WHAT TO WORK ON | Only the lines from the line containing "pub type AnyEmptyResult" to the end of the entries should be repeated, exactly as they appear.

[RECORDS TO PROCESS Boundary: Start]

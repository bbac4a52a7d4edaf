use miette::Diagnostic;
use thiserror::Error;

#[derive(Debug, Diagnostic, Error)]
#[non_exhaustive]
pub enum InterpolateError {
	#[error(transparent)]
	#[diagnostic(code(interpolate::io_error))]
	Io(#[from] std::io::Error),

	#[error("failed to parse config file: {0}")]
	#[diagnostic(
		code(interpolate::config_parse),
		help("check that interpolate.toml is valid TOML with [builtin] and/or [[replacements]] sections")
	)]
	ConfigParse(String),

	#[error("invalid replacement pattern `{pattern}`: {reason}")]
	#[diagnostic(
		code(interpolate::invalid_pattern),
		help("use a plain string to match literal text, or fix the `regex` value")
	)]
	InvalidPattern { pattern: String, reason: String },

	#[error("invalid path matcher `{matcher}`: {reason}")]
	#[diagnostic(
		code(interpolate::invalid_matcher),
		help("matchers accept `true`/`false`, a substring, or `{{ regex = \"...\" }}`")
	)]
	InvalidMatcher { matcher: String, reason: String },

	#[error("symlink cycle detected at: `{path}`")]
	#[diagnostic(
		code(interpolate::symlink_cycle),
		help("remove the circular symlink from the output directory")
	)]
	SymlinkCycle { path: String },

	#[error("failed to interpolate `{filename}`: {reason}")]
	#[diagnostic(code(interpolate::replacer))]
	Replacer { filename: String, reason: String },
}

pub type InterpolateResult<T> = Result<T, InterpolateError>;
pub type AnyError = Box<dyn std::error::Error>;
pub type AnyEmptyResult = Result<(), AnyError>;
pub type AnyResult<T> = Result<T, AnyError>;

[RECORDS TO PROCESS Boundary: End]

THE ANSWER |
pub type AnyEmptyResult = Result<(), AnyError>;
pub type AnyResult<T> = Result<T, AnyError>;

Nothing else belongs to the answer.